The CCR is very lightweight and has clocked some impressive figures. It's quite possible that a custom solution using native OS primitives to schedule co-ordinating threads would be quicker, but it probably wouldn't be as simple or as consistent and more importantly, probably wouldn't scale as well as the number of available cores increases.
And what's the Asynchronous Programming Model?
Well, the actual nuts-and-bolts of the Asynchronous Programming Model (APM) have been described elsewhere; what I just want to mention is really the spirit of the thing, and this takes us back to the introduction of I/O completion ports in NT3.51. IOCPs really surfaced to the C/C++ application developer the underlying reality that I/O took place off the processor. The CPU would dispatch a disk I/O (or a network I/O) via a device driver and then go and do something else until an interrupt fired, signalling completion. Abstractly, IOCPs propagated this interrupt into the application code, allowing the developer to instigate an I/O, do something else, and have some other code fire when it completed. Coupled with an efficient task-dispatching mechanism that worked over a small number of threads (ideally one-per-processor to eliminate the overhead of a context-switch), IOCP-based programs could reach tremendous levels of scalability and responsiveness. Of course, they were extremely difficult to write correctly, especially in C/C++. They still are difficult to write, even with the APM, C# 2.0 and the CLR thread-pool, but the principle remains:
Always perform I/O asynchronously; never block a thread that could otherwise do useful work.
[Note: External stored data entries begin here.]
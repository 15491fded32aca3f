//! MCP protocol layer for tool discovery and dispatch
//!
//! JSON-RPC 2.0 handling of the MCP lifecycle, tool, prompt and resource methods. Messages are
//! processed one at a time by [`FreshserviceMcpServer::handle_message`]; the stdio
//! and HTTP front ends only move bytes.

use super::core::FreshserviceMcpServer;
use super::prompts::{PromptArguments, find_prompt};
use super::resources::{BUILTIN_RESOURCES, find_resource};
use super::tools;
use crate::dispatcher::{Envelope, InvocationRequest};
use crate::upstream::Transport;
use log::{debug, info};
use serde_json::{Value, json};

/// MCP protocol revision implemented by this server.
pub const PROTOCOL_VERSION: &str = "2024-11-05";

pub const PARSE_ERROR: i64 = -32700;
pub const INVALID_REQUEST: i64 = -32600;
pub const METHOD_NOT_FOUND: i64 = -32601;
pub const INVALID_PARAMS: i64 = -32602;
pub const RESOURCE_NOT_FOUND: i64 = -32002;

/// JSON-RPC error response.
pub fn error_response(id: Value, code: i64, message: impl Into<String>) -> Value {
    json!({
        "jsonrpc": "2.0",
        "id": id,
        "error": {
            "code": code,
            "message": message.into()
        }
    })
}

fn success_response(id: Value, result: Value) -> Value {
    json!({
        "jsonrpc": "2.0",
        "id": id,
        "result": result
    })
}

impl<T: Transport> FreshserviceMcpServer<T> {
    /// Get the list of available MCP tools as JSON
    ///
    /// One tool per catalog operation, in catalog order.
    ///
    /// # Examples
    ///
    /// ```rust,no_run
    /// use freshservice_mcp::mcp_integration::FreshserviceMcpServer;
    /// use freshservice_mcp::upstream::ReqwestTransport;
    /// # fn example(server: FreshserviceMcpServer<ReqwestTransport>) {
    /// let tools = server.get_tools();
    /// println!("Available tools: {}", tools.len());
    /// # }
    /// ```
    pub fn get_tools(&self) -> Vec<Value> {
        self.dispatcher
            .list_operations()
            .iter()
            .map(tools::tool_definition)
            .collect()
    }

    /// Prompt definitions for `prompts/list`.
    pub fn get_prompts(&self) -> Vec<Value> {
        self.prompts.iter().map(|prompt| prompt.definition()).collect()
    }

    /// Execute a tool by name with arguments
    pub async fn execute_tool(&self, tool_name: &str, arguments: Value) -> Envelope {
        debug!("Executing MCP tool: {} with args: {}", tool_name, arguments);
        self.dispatcher
            .dispatch(InvocationRequest::new(tool_name, arguments))
            .await
    }

    /// Process one JSON-RPC message.
    ///
    /// Returns `None` for notifications, which are acknowledged without a response.
    pub async fn handle_message(&self, message: Value) -> Option<Value> {
        let Some(object) = message.as_object() else {
            return Some(error_response(
                Value::Null,
                INVALID_REQUEST,
                "request must be a JSON object",
            ));
        };

        let id = object.get("id").cloned();
        let Some(method) = object.get("method").and_then(Value::as_str) else {
            return Some(error_response(
                id.unwrap_or(Value::Null),
                INVALID_REQUEST,
                "missing 'method'",
            ));
        };

        let Some(id) = id else {
            debug!("Notification received: {}", method);
            return None;
        };

        let params = object.get("params").cloned().unwrap_or(Value::Null);
        Some(match method {
            "initialize" => self.initialize(id, &params),
            "ping" => success_response(id, json!({})),
            "tools/list" => success_response(id, json!({ "tools": self.get_tools() })),
            "tools/call" => self.call_tool(id, params).await,
            "prompts/list" => success_response(id, json!({ "prompts": self.get_prompts() })),
            "prompts/get" => self.get_prompt(id, &params),
            "resources/list" => success_response(
                id,
                json!({
                    "resources": BUILTIN_RESOURCES
                        .iter()
                        .map(|resource| resource.definition())
                        .collect::<Vec<_>>()
                }),
            ),
            "resources/read" => self.read_resource(id, &params),
            other => error_response(id, METHOD_NOT_FOUND, format!("method not found: {other}")),
        })
    }

    fn initialize(&self, id: Value, params: &Value) -> Value {
        let client = params
            .pointer("/clientInfo/name")
            .and_then(Value::as_str)
            .unwrap_or("unknown");
        info!(
            "MCP session initialized by '{}' (requested protocol {})",
            client,
            params
                .get("protocolVersion")
                .and_then(Value::as_str)
                .unwrap_or("unspecified")
        );

        success_response(
            id,
            json!({
                "protocolVersion": PROTOCOL_VERSION,
                "capabilities": {
                    "tools": { "listChanged": false },
                    "prompts": { "listChanged": false },
                    "resources": { "subscribe": false, "listChanged": false }
                },
                "serverInfo": {
                    "name": self.server_info.name,
                    "version": self.server_info.version
                },
                "instructions": self.server_info.instructions
            }),
        )
    }

    async fn call_tool(&self, id: Value, params: Value) -> Value {
        let Some(name) = params.get("name").and_then(Value::as_str) else {
            return error_response(id, INVALID_PARAMS, "tools/call requires 'name'");
        };
        let arguments = params.get("arguments").cloned().unwrap_or(Value::Null);

        let envelope = self.execute_tool(name, arguments).await;
        let structured = envelope.to_json();
        success_response(
            id,
            json!({
                "content": [{
                    "type": "text",
                    "text": structured.to_string()
                }],
                "structuredContent": structured,
                "isError": !envelope.is_success()
            }),
        )
    }

    fn get_prompt(&self, id: Value, params: &Value) -> Value {
        let Some(name) = params.get("name").and_then(Value::as_str) else {
            return error_response(id, INVALID_PARAMS, "prompts/get requires 'name'");
        };
        let arguments: PromptArguments = match params.get("arguments") {
            None | Some(Value::Null) => PromptArguments::new(),
            Some(Value::Object(arguments)) => arguments.clone(),
            Some(_) => {
                return error_response(id, INVALID_PARAMS, "'arguments' must be an object");
            }
        };

        let rendered = find_prompt(&self.prompts, name)
            .and_then(|prompt| Ok((prompt.description, prompt.render(&arguments)?)));
        match rendered {
            Ok((description, text)) => {
                debug!("Rendered prompt: {}", name);
                success_response(
                    id,
                    json!({
                        "description": description,
                        "messages": [{
                            "role": "user",
                            "content": { "type": "text", "text": text }
                        }]
                    }),
                )
            }
            Err(err) => error_response(id, INVALID_PARAMS, err.to_string()),
        }
    }

    fn read_resource(&self, id: Value, params: &Value) -> Value {
        let Some(uri) = params.get("uri").and_then(Value::as_str) else {
            return error_response(id, INVALID_PARAMS, "resources/read requires 'uri'");
        };
        match find_resource(uri) {
            Some(resource) => success_response(id, resource.contents()),
            None => error_response(id, RESOURCE_NOT_FOUND, format!("Resource not found: {uri}")),
        }
    }
}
As I'll demonstrate in future posts, the CCR has facilities that allow the developer to remain true to this principle, whilst avoiding many of the implementation pitfalls of doing it all 'manually'.
CCR
Others have blogged about it, others have written technical pieces about it. The Concurrency and Coordination Runtime, which currently forms part of Microsoft Robotics Studio seeks to enable concurrent/parallel programming through the coordination of a lightweight message-passing system.
The CCR (and its distributed big-brother, DSS) represents a shift in thinking for developers like me. Previously, I used to bring my not-inconsiderable (ahem) threading knowledge to a problem, consider the costs of introducing parallelism and weigh-up whether the increased algorithmic complexity was worth the potential runtime improvement.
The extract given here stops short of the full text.